GOLD DOES NOT PAY INTEREST……..REALLY….YOU SURE ‘BOUT THAT?
It is often said that gold and silver are “dead ” investments because they do not pay interest or dividends.
To begin with, only a small portion of available investments pay any dividends . Gold and silver may not pay dividends in the traditional sense, but they can be ” ratio traded ” for extra gains that occur as the ratio of silver to gold fluctuates. You could keep the ounces gained, or cash in on them as a sort of dividend. If for example, the ratio of silver to gold is 70/1 and it drops to 35/1 you could trade silver for gold. If and when the ratio returns to say 50/1 you could trade back and increase your ounces of silver by 50% approximately. This is not an exact number but it is the concept I am trying to highlight not the exact numbers.
While I must admit that ratio trading is somewhat complex for the average investor, it is certain no more complex than understanding the entirety of the various positions one is suggested to own and manage (in order to offset market risk ) in paper investing .
You may have someone managing all those investments for you but keep in mind that they get paid no matter how well or how poorly a portfolio performs. Of course, those in charge of your wealth want to do well for their clients, I would never suggest otherwise but it behooves the individual to have a solid grasp of their own investments, don’t you think ?
Now let’s talk about gold/silver not paying interest. I disagree and here is why. True, is does not pay interest in the observable realm, but it does pay interest conceptually, and in reality depending on your point of view. I am a big fan of ” defining terms ” whenever I debate someone on a subject. Particularly when I am debating a subject that has many unfounded social biases attached to it. So let’s define the term ” nominal ” for the sake of this section of the article. Nominal means ” in name only “.( in number only in this case )
Let’s take a $100 paper investment vs a $100 physical silver purchase. Let’s say the paper gains 10%. So the naysayers of metals would say ” looky here …..I have $110….what do you have? “. Well…………..? Not sure until I look at the silver market. Oh well….let’s see here……….. silver is up 10% in the same timeframe. Looks like my silver is worth $110 as well.
Can someone please interject here and tell me what the difference between these two scenarios is, please . I am at a loss !!! It’s the same paper money market deciding these numbers and in this hypothetical case, they both have “nominal ” gains of 10%. I say nominal because until the owner of these investments ” marks to market ” ( go look that up ) the individual gains held , the whole numbering system which measures the gains is meaningless.
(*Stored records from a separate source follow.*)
//! # Event Schema
//!
//! Payloads published after a trigger batch is processed. Each handled
//! trigger produces one [`AaResponsesEvent`] carrying a fresh
//! `correlation_id` that also tags every log line of its cascade.

use aa_01_formula::domain::AaResponse;
use chrono::{DateTime, Utc};
use serde::{Deserialize, Serialize};
use shared_types::{Address, Mci, Unit, UnitHash};
use uuid::Uuid;

/// Result of one primary trigger and its cascade.
#[derive(Clone, Debug, Serialize, Deserialize)]
pub struct AaResponsesEvent {
    /// Correlation ID shared with the cascade's tracing span.
    pub correlation_id: Uuid,
    /// MCI of the trigger.
    pub mci: Mci,
    /// Triggering unit.
    pub trigger_unit: UnitHash,
    /// Primary AA.
    pub aa_address: Address,
    /// Responses in invocation order.
    pub responses: Vec<AaResponse>,
    /// Response units to broadcast.
    pub units: Vec<Unit>,
    /// When processing finished.
    pub processed_at: DateTime<Utc>,
}

impl AaResponsesEvent {
    /// Whether the primary invocation bounced.
    #[must_use]
    pub fn bounced(&self) -> bool {
        self.responses.first().is_some_and(|r| r.bounced)
    }
}
//! # Autonomous Agents Test Suite
//!
//! Unified test crate exercising the formula engine and the trigger handler
//! together through the public service API.
//!
//! ## Structure
//!
//! ```text
//! tests/src/
//! ├── fixtures.rs       # Units, definitions and a ready service
//! └── integration/
//!     ├── flows.rs      # Payments, bounces, cascades, dry runs
//!     └── invariants.rs # Balance and storage scans, determinism
//! ```
//!
//! ## Running Tests
//!
//! ```bash
//! # All tests
//! cargo test -p aa-tests
//!
//! # By category
//! cargo test -p aa-tests integration::flows
//! cargo test -p aa-tests integration::invariants
//!
//! # Benchmarks
//! cargo bench -p aa-tests
//! ```

#![allow(dead_code)]

pub mod fixtures;
pub mod integration;
impl Ext {
    fn one() -> Self {
        Self { coef: U256::one(), exp: 0, sticky: false }
    }

    fn from_decimal(d: Decimal) -> Self {
        Self { coef: U256::from(d.coef), exp: i64::from(d.exp), sticky: false }
    }

    fn mul(&self, other: &Self) -> Result<Self, DecimalError> {
        let mut coef = self.coef * other.coef;
        let mut exp = self.exp + other.exp;
        let mut sticky = self.sticky || other.sticky;
        let limit = U256::exp10(FX_DIGITS as usize);
        if coef >= limit {
            let mut d = FX_DIGITS;
            let mut p = limit;
            while d < 76 && coef >= p * 10 {
                p = p * 10;
                d += 1;
            }
            let drop = U256::exp10((d + 1 - FX_DIGITS) as usize);
            sticky |= !(coef % drop).is_zero();
            coef = coef / drop;
            exp += i64::from(d + 1 - FX_DIGITS);
        }
        let adjusted = exp + i64::from(FX_DIGITS);
        if adjusted > 400 {
            return Err(DecimalError::NotFinite);
        }
        if adjusted < -400 {
            return Ok(Self { coef: U256::zero(), exp: 0, sticky: false });
        }
        Ok(Self { coef, exp, sticky })
    }

    fn to_decimal(&self) -> Result<Decimal, DecimalError> {
        if self.coef.is_zero() {
            return Ok(Decimal::ZERO);
        }
        let exp = i32::try_from(self.exp).map_err(|_| DecimalError::NotFinite)?;
        Decimal::round_from(false, self.coef.low_u128(), exp, self.sticky)
    }
}

/// Signed fixed-point number scaled by 10^30.
#[derive(Clone, Copy)]
struct Fx {
    neg: bool,
    mag: U256,
}

impl Fx {
    fn add(self, other: Fx) -> Fx {
        if self.neg == other.neg {
            return Fx { neg: self.neg, mag: self.mag + other.mag };
        }
        if self.mag >= other.mag {
            Fx { neg: self.neg, mag: self.mag - other.mag }
        } else {
            Fx { neg: other.neg, mag: other.mag - self.mag }
        }
    }
}

/// ln(x) for x > 0 in fixed point.
fn ln_fx(x: Decimal) -> Fx {
    let s = fx_scale();
    let d = digits(u128::from(x.coef));
    let k = x.exp + d as i32 - 1;
    let mut m = U256::from(x.coef) * U256::exp10((FX_DIGITS + 1 - d) as usize);

    let upper = s * 3 / 2;
    let mut halvings = 0u32;
    while m > upper {
        m = m / 2;
        halvings += 1;
    }

    // atanh series: ln(m) = 2 * (z + z^3/3 + z^5/5 + ...), z = (m-1)/(m+1)
    let (z_neg, z_num) = if m >= s { (false, m - s) } else { (true, s - m) };
    let z = z_num * s / (m + s);
    let z2 = z * z / s;
    let mut sum = z;
    let mut term = z;
    let mut n = 1u64;
    loop {
        term = term * z2 / s;
        n += 2;
        let t = term / n;
        if t.is_zero() {
            break;
        }
        sum = sum + t;
    }
    let ln_m = Fx { neg: z_neg, mag: sum * 2 };
    let ln2_part = Fx { neg: false, mag: U256::from(LN2_FX) * halvings };
    let ln10_part = Fx { neg: k < 0, mag: U256::from(LN10_FX) * k.unsigned_abs() };
    ln_m.add(ln2_part).add(ln10_part)
}

/// `y * l` where `y` is a decimal and `l` is fixed point; `None` when the
/// magnitude is beyond what `exp` can represent.
fn mul_decimal_fx(y: Decimal, l: Fx) -> Option<Fx> {
    let s = fx_scale();
    let limit = s * 1000;
    let p = U256::from(y.coef) * l.mag;
    let neg = y.neg != l.neg;
    if p.is_zero() {
        return Some(Fx { neg: false, mag: p });
    }
    let mag = if y.exp >= 0 {
        if y.exp > 40 {
            return None;
        }
        let f = U256::exp10(y.exp as usize);
        if p > limit / f {
            return None;
        }
        p * f
    } else {
        let e = -y.exp;
        if e > 70 {
            U256::zero()
        } else {
            p / U256::exp10(e as usize)
        }
    };
    if mag > limit {
        return None;
    }
    Some(Fx { neg, mag })
}

/// e^t for |t| <= 1000 in fixed point.
fn exp_fx(t: Fx) -> Result<Decimal, DecimalError> {
    let s = fx_scale();
    let ln10 = U256::from(LN10_FX);
    let (q, r) = (t.mag / ln10, t.mag % ln10);
    let q = q.low_u32() as i32;
    let (k, r) = if !t.neg {
        (q, r)
    } else if r.is_zero() {
        (-q, r)
    } else {
        (-q - 1, ln10 - r)
    };

    // e^r with r in [0, ln 10): reduce by 2^8 and square back
    let x = r / 256;
    let mut sum = s;
    let mut term = s;
    let mut n = 1u64;
    loop {
        term = term * x / s / n;
        if term.is_zero() {
            break;
        }
        sum = sum + term;
        n += 1;
    }
    for _ in 0..8 {
        sum = sum * sum / s;
    }
    Decimal::round_from(false, sum.low_u128(), k - FX_DIGITS as i32, false)
}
If every $100 item in the retail marketplace has gone up $10 in the same time frame we are measuring for the original $100 investments ,the whole point of a $10 gain is lost with all but one exception. That exception being ………that if either of the investors had done nothing but held cash during the allotted gain period they would only have $100 to spend for an inflation increased $110 item.
It’s pretty rudimentary economics, but it still amazes me how many people will argue that they gained $10 and that’s all that matters. Exasperating ! Gold pays interest the same way any investment does, through mark to market purchasing power. And this is an area where it has outlasted every paper accounting scheme on the planet. You can do your own research on that and you will come to find it true.
At this point, someone is surely objecting that I have not included the retail markup on physical silver and gold. Agreed . Everything has an entry and exit cost. Paper investments have an entry and/or exit cost too by the way !!!! Professionals that handle people’s investment decisions surely deserve to get paid a commission just as surely as metals dealers deserve the same. The difference is that many money management systems have hidden fees that can mount up to serious annual costs.
In a recent interview, and also outlined in his recent book on personal finance, Tony Robbins revealed that many of these fees add up to 3% per year or more.
The one positive benefit to physical metals over paper investments is that physical metals do not have an annual maintenance fee. You pay the premiums up front, and unless you pay to have the metals stored somewhere , there are no more fees.
In closing, I say silver and gold
pay interest. It matters not what the gurus of finance say!